Prose is writing that most closely mimics ordinary speech.
It is not poetic in any sense—lacking "meter and rhyme," but uses the rhythms and
patterns of everyday speech.
In Juan Rulfo's short story,
"Tell Them Not to Kill Me!", the author uses prose.
"Tell
Them Not to Kill Me!" is the story of a man (Juvencio) who is going to be executed for a
murder he committed many years before. He is appealing to his son (Justino) to intercede
on his behalf with the colonel who is planning to carry out the execution for the murder
of Don Lupe.
There is no reprieve for Juvencio because Don
Lupe was the father of the colonel. We learn that Juvencio's murder did not bring death
to Don Lupe immediately, but that he suffered for days, even still worrying over his
family's fate.
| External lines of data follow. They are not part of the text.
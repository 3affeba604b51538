//! Filter stage: dispatch on [`FilterMode`] and hand 8-bit results to
//! the channel expansion step.
//!
//! Blur and edge detection run on the normalized `f32` samples from the
//! tone stage. Every branch denormalizes exactly once, at the end.

use crate::blur;
use crate::edge;
use crate::grayscale;
use crate::tone::{self, Toned};
use crate::types::{FilterMode, GrayImage, RenderedImage, RgbImage};

/// Output of the filter stage, before channel expansion.
#[derive(Debug, Clone, PartialEq, Eq)]
pub enum Filtered {
    /// Single-channel result (gray source or edge magnitude).
    Gray(GrayImage),
    /// Three-channel result.
    Rgb(RgbImage),
}

impl Filtered {
    /// Expand to the three-channel rendered form.
    ///
    /// Single-channel results are replicated into three identical
    /// channels; three-channel results pass through.
    #[must_use]
    pub fn into_rendered(self) -> RenderedImage {
        match self {
            Self::Gray(img) => grayscale::gray_to_rgb(&img),
            Self::Rgb(img) => img,
        }
    }
}

/// Run the selected filter over a tone-adjusted image.
///
/// `sigma` is only read for [`FilterMode::GaussianBlur`] and must then be
/// positive.
#[must_use = "returns the filtered image"]
pub fn apply(toned: &Toned, mode: FilterMode, sigma: f32) -> Filtered {
    match (mode, toned) {
        (FilterMode::None, Toned::Gray(img)) => Filtered::Gray(tone::quantize_gray(img)),
        (FilterMode::None, Toned::Rgb(img)) => Filtered::Rgb(tone::quantize_rgb(img)),
        (FilterMode::GaussianBlur, Toned::Gray(img)) => {
            Filtered::Gray(tone::quantize_gray(&blur::gaussian_blur(img, sigma)))
        }
        (FilterMode::GaussianBlur, Toned::Rgb(img)) => {
            Filtered::Rgb(tone::quantize_rgb(&blur::gaussian_blur_rgb(img, sigma)))
        }
        (FilterMode::SobelEdges, Toned::Gray(img)) => {
            Filtered::Gray(tone::quantize_gray(&edge::sobel_magnitude(img)))
        }
        (FilterMode::SobelEdges, Toned::Rgb(img)) => Filtered::Gray(tone::quantize_gray(
            &edge::sobel_magnitude(&grayscale::luminance(img)),
        )),
    }
}
//! Image decoding into a [`SourceImage`].
//!
//! The pipeline accepts only 8-bit gray or 8-bit RGB sources. Decoded
//! images in any other layout are converted on the way in:
//!
//! - gray with alpha, or 16-bit / float gray, becomes 8-bit gray
//! - everything else (RGBA, 16-bit, float) becomes 8-bit RGB
//!
//! Alpha is dropped in both cases.

use std::path::Path;

use image::DynamicImage;
use retouch_pipeline::SourceImage;

use crate::CodecError;

/// Read and decode an image file.
///
/// The format is detected from the file contents, not the extension.
///
/// # Errors
///
/// Returns [`CodecError::Read`] if the file cannot be read,
/// [`CodecError::EmptyInput`] if it is empty and
/// [`CodecError::Decode`] if it is not a supported image.
pub fn load(path: &Path) -> Result<SourceImage, CodecError> {
    let bytes = std::fs::read(path).map_err(|source| CodecError::Read {
        path: path.to_path_buf(),
        source,
    })?;
    log::debug!("read {} bytes from {}", bytes.len(), path.display());
    decode(&bytes)
}

/// Decode raw image bytes (PNG, JPEG, BMP, WebP).
///
/// # Errors
///
/// Returns [`CodecError::EmptyInput`] if `bytes` is empty.
/// Returns [`CodecError::Decode`] if the image format is unrecognized or
/// the data is corrupt.
pub fn decode(bytes: &[u8]) -> Result<SourceImage, CodecError> {
    if bytes.is_empty() {
        return Err(CodecError::EmptyInput);
    }

    let img = image::load_from_memory(bytes)?;
    Ok(into_source(img))
}

/// Narrow a decoded image to one of the two source layouts.
#[must_use]
pub fn into_source(image: DynamicImage) -> SourceImage {
    match image {
        DynamicImage::ImageLuma8(img) => SourceImage::Gray(img),
        DynamicImage::ImageRgb8(img) => SourceImage::Rgb(img),
        other if other.color().has_color() => {
            log::debug!("converting {:?} source to 8-bit RGB", other.color());
            SourceImage::Rgb(other.to_rgb8())
        }
        other => {
            log::debug!("converting {:?} source to 8-bit gray", other.color());
            SourceImage::Gray(other.to_luma8())
        }
    }
}

#[cfg(test)]
#[allow(clippy::unwrap_used)]
mod tests {
    use image::{ImageEncoder, Luma, LumaA, Rgb, Rgba};

    use super::*;

    fn encode_png(raw: &[u8], width: u32, height: u32, color: image::ExtendedColorType) -> Vec<u8> {
        let mut buf = Vec::new();
        image::codecs::png::PngEncoder::new(&mut buf)
            .write_image(raw, width, height, color)
            .unwrap();
        buf
    }

    #[test]
    fn empty_input_returns_error() {
        assert!(matches!(decode(&[]), Err(CodecError::EmptyInput)));
    }

    #[test]
    fn corrupt_bytes_returns_decode_error() {
        let result = decode(&[0xFF, 0xFE, 0x00, 0x01]);
        assert!(matches!(result, Err(CodecError::Decode(_))));
    }

    #[test]
    fn gray_png_stays_gray() {
        let img = image::GrayImage::from_fn(3, 2, |x, _| Luma([u8::try_from(x * 100).unwrap()]));
        let png = encode_png(img.as_raw(), 3, 2, image::ExtendedColorType::L8);
        let src = decode(&png).unwrap();
        assert_eq!(src, SourceImage::Gray(img));
    }

    #[test]
    fn rgb_png_stays_rgb() {
        let img = image::RgbImage::from_pixel(2, 2, Rgb([10, 20, 30]));
        let png = encode_png(img.as_raw(), 2, 2, image::ExtendedColorType::Rgb8);
        let src = decode(&png).unwrap();
        assert_eq!(src, SourceImage::Rgb(img));
    }

    #[test]
    fn rgba_drops_alpha() {
        let img = image::RgbaImage::from_pixel(2, 3, Rgba([200, 100, 50, 7]));
        let png = encode_png(img.as_raw(), 2, 3, image::ExtendedColorType::Rgba8);
        let src = decode(&png).unwrap();
        assert_eq!(src.channel_count(), 3);
        assert_eq!(src.as_raw(), &[200_u8, 100, 50].repeat(6)[..]);
    }

    #[test]
    fn gray_alpha_becomes_gray() {
        let img = image::GrayAlphaImage::from_pixel(4, 1, LumaA([77, 0]));
        let src = into_source(DynamicImage::ImageLumaA8(img));
        assert_eq!(src, SourceImage::Gray(image::GrayImage::from_pixel(4, 1, Luma([77]))));
    }

    #[test]
    fn sixteen_bit_gray_becomes_eight_bit_gray() {
        let img = image::ImageBuffer::<Luma<u16>, Vec<u16>>::from_pixel(2, 2, Luma([u16::MAX]));
        let src = into_source(DynamicImage::ImageLuma16(img));
        assert_eq!(src.channel_count(), 1);
        assert!(src.as_raw().iter().all(|&v| v == 255));
    }

    #[test]
    fn load_missing_file_reports_path() {
        let err = load(Path::new("does/not/exist.png")).unwrap_err();
        assert!(matches!(err, CodecError::Read { ref path, .. } if path.ends_with("exist.png")));
    }

    #[test]
    fn load_reads_from_disk() {
        let dir = tempfile::tempdir().unwrap();
        let path = dir.path().join("in.png");
        image::RgbImage::from_pixel(5, 4, Rgb([1, 2, 3]))
            .save(&path)
            .unwrap();
        let src = load(&path).unwrap();
        assert_eq!(src.width(), 5);
        assert_eq!(src.height(), 4);
        assert_eq!(src.channel_count(), 3);
    }
}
The colonel at least shows Juvencio more mercy than Juvencio had shown
Don Lupe by ordering the soldiers to allow Juvencio to get drunk so he does not feel the
bullets so fully, therefore not suffering—as his own father had
suffered.
The story is told with narrative text, mixed in
with the dialogue that would most naturally have been used by the characters in the
story. The story has been translated into English, but still copies the cadence and flow
of "normal" speech patterns and a storyteller's narrative.